Task objective:
Would you give all of the records again, exactly as they read?
---------- Input data ----------
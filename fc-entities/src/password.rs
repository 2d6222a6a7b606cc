use std::{fmt, str::FromStr};

use thiserror::Error;

/// A bcrypt password hash.
#[derive(Debug, Clone, PartialEq, Eq, PartialOrd, Ord)]
pub struct Password(String);

impl Password {
    pub const fn min_len() -> usize {
        6
    }

    pub fn verify(&self, password: &str) -> bool {
        pwhash::bcrypt::verify(password, &self.0)
    }
}

impl From<String> for Password {
    fn from(from: String) -> Self {
        Self(from)
    }
}

impl From<Password> for String {
    fn from(from: Password) -> Self {
        from.0
    }
}

impl AsRef<str> for Password {
    fn as_ref(&self) -> &str {
        &self.0
    }
}

#[derive(Debug, Error)]
pub enum ParseError {
    #[error("Password must have at least {} characters", Password::min_len())]
    TooShort,
    #[error(transparent)]
    Hash(#[from] pwhash::error::Error),
}

impl FromStr for Password {
    type Err = ParseError;

    fn from_str(password: &str) -> Result<Self, Self::Err> {
        if password.chars().count() < Password::min_len() {
            return Err(ParseError::TooShort);
        }
        let res = Self(pwhash::bcrypt::hash(password)?);
        debug_assert!(res.verify(password));
        Ok(res)
    }
}

impl fmt::Display for Password {
    fn fmt(&self, f: &mut fmt::Formatter) -> Result<(), std::fmt::Error> {
        write!(f, "{}", self.0)
    }
}
use std::{collections::HashMap, time::Duration};

use crate::entities::OfferId;

/// What the promoter receives when a code for an offer is redeemed.
#[derive(Debug, Clone, Copy, PartialEq, Eq)]
pub struct OfferPolicy {
    pub reward_points: u64,
    /// Codes never expire if `None`.
    pub valid_for: Option<Duration>,
}

impl OfferPolicy {
    pub const DEFAULT_REWARD_POINTS: u64 = 10;
}

impl Default for OfferPolicy {
    fn default() -> Self {
        Self {
            reward_points: Self::DEFAULT_REWARD_POINTS,
            valid_for: None,
        }
    }
}

#[derive(Debug, Clone, Default)]
pub struct OfferCatalog {
    default_policy: OfferPolicy,
    policies: HashMap<OfferId, OfferPolicy>,
}

impl OfferCatalog {
    pub fn new(default_policy: OfferPolicy) -> Self {
        Self {
            default_policy,
            policies: HashMap::new(),
        }
    }

    pub fn with_offer(mut self, offer_id: OfferId, policy: OfferPolicy) -> Self {
        self.policies.insert(offer_id, policy);
        self
    }

    pub fn policy(&self, offer_id: &OfferId) -> &OfferPolicy {
        self.policies.get(offer_id).unwrap_or(&self.default_policy)
    }
}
----------
Task result:
filename fc-entities/src/password.rs
repository 2d6222a6a7b606cc
use std::{fmt, str::FromStr};

use thiserror::Error;

/// A bcrypt password hash.
#[derive(Debug, Clone, PartialEq, Eq, PartialOrd, Ord)]
pub struct Password(String);

impl Password {
    pub const fn min_len() -> usize {
        6
    }

    pub fn verify(&self, password: &str) -> bool {
        pwhash::bcrypt::verify(password, &self.0)
    }
}

impl From<String> for Password {
    fn from(from: String) -> Self {
        Self(from)
    }
}

impl From<Password> for String {
    fn from(from: Password) -> Self {
        from.0
    }
}

impl AsRef<str> for Password {
    fn as_ref(&self) -> &str {
        &self.0
    }
}

#[derive(Debug, Error)]
pub enum ParseError {
    #[error("Password must have at least {} characters", Password::min_len())]
    TooShort,
    #[error(transparent)]
    Hash(#[from] pwhash::error::Error),
}

impl FromStr for Password {
    type Err = ParseError;

    fn from_str(password: &str) -> Result<Self, Self::Err> {
        if password.chars().count() < Password::min_len() {
            return Err(ParseError::TooShort);
        }
        let res = Self(pwhash::bcrypt::hash(password)?);
        debug_assert!(res.verify(password));
        Ok(res)
    }
}

impl fmt::Display for Password {
    fn fmt(&self, f: &mut fmt::Formatter) -> Result<(), std::fmt::Error> {
        write!(f, "{}", self.0)
    }
}
use std::{collections::HashMap, time::Duration};

use crate::entities::OfferId;

/// What the promoter receives when a code for an offer is redeemed.
#[derive(Debug, Clone, Copy, PartialEq, Eq)]
pub struct OfferPolicy {
    pub reward_points: u64,
    /// Codes never expire if `None`.
    pub valid_for: Option<Duration>,
}

impl OfferPolicy {
    pub const DEFAULT_REWARD_POINTS: u64 = 10;
}

impl Default for OfferPolicy {
    fn default() -> Self {
        Self {
            reward_points: Self::DEFAULT_REWARD_POINTS,
            valid_for: None,
        }
    }
}

#[derive(Debug, Clone, Default)]
pub struct OfferCatalog {
    default_policy: OfferPolicy,
    policies: HashMap<OfferId, OfferPolicy>,
}

impl OfferCatalog {
    pub fn new(default_policy: OfferPolicy) -> Self {
        Self {
            default_policy,
            policies: HashMap::new(),
        }
    }

    pub fn with_offer(mut self, offer_id: OfferId, policy: OfferPolicy) -> Self {
        self.policies.insert(offer_id, policy);
        self
    }

    pub fn policy(&self, offer_id: &OfferId) -> &OfferPolicy {
        self.policies.get(offer_id).unwrap_or(&self.default_policy)
    }
}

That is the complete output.